◆ What to produce: Please copy each line from the entries that contains the string "reconnection".

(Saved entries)
++++++++++
// Copyright 2020 - developers of the `tlgram` project.
//
// Licensed under the Apache License, Version 2.0 <LICENSE-APACHE or
// https://www.apache.org/licenses/LICENSE-2.0> or the MIT license
// <LICENSE-MIT or https://opensource.org/licenses/MIT>, at your
// option. This file may not be copied, modified, or distributed
// except according to those terms.

#![deny(unsafe_code)]

mod configuration;
mod errors;
mod net;
mod reconnection;
mod sender;
mod sender_pool;
pub mod utils;

pub use crate::reconnection::*;
pub use configuration::ConnectionParams;
pub use errors::{AuthorizationError, InvocationError, ReadError, RpcError};
pub use net::ServerAddr;
pub use sender::{Sender, connect, connect_with_auth, generate_auth_key};
pub use sender_pool::{SenderPool, SenderPoolHandle};
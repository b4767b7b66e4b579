// Copyright 2020 - developers of the `tlgram` project.
//
// Licensed under the Apache License, Version 2.0 <LICENSE-APACHE or
// https://www.apache.org/licenses/LICENSE-2.0> or the MIT license
// <LICENSE-MIT or https://opensource.org/licenses/MIT>, at your
// option. This file may not be copied, modified, or distributed
// except according to those terms.
use std::fs::File;
use std::io::Read;
use toml::Value;

#[test]
fn check_deps_documented() {
    let mut listed_deps = {
        let mut deps = std::collections::HashSet::new();
        let mut file = File::open("Cargo.toml").expect("Cargo.toml must exist");
        let mut toml = String::new();
        file.read_to_string(&mut toml)
            .expect("Cargo.toml should not fail to be read");

        match toml.parse::<toml::Value>() {
            Ok(Value::Table(mut map)) => {
                for &key in ["dependencies", "build-dependencies", "dev-dependencies"].iter() {
                    if let Some(Value::Table(build)) = map.remove(key) {
                        for (dep, _) in build {
                            deps.insert(dep);
                        }
                    }
                }
            }
            _ => unreachable!("Cargo.toml should not be malformed"),
        }

        deps.into_iter().collect::<Vec<_>>()
    };
    listed_deps.sort();

    let mut documented_deps = {
        let mut file = File::open("DEPS.md").expect("DEPS.md must exist");
        let mut markdown = String::new();
        file.read_to_string(&mut markdown)
            .expect("DEPS.md should not fail to be read");

        markdown
            .lines()
            .filter_map(|line| {
                if line.starts_with("## ") {
                    Some(line[3..].to_string())
                } else {
                    None
                }
            })
            .collect::<Vec<_>>()
    };
    documented_deps.sort();

    let mut undocumented_deps = Vec::new();
    while let Some(dep) = listed_deps.pop() {
        if let Some(idx) = documented_deps.iter().position(|d| &dep == d) {
            documented_deps.remove(idx);
        } else {
            undocumented_deps.push(dep);
        }
    }

    assert!(
        undocumented_deps.is_empty(),
        "some Cargo.toml dependencies are not in DEPS.md: {:?}",
        undocumented_deps
    );
    assert!(
        documented_deps.is_empty(),
        "DEPS.md lists dependencies no longer present in Cargo.toml: {:?}",
        documented_deps
    );
}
++++++++++
◆ Result below:
mod reconnection;
pub use crate::reconnection::*;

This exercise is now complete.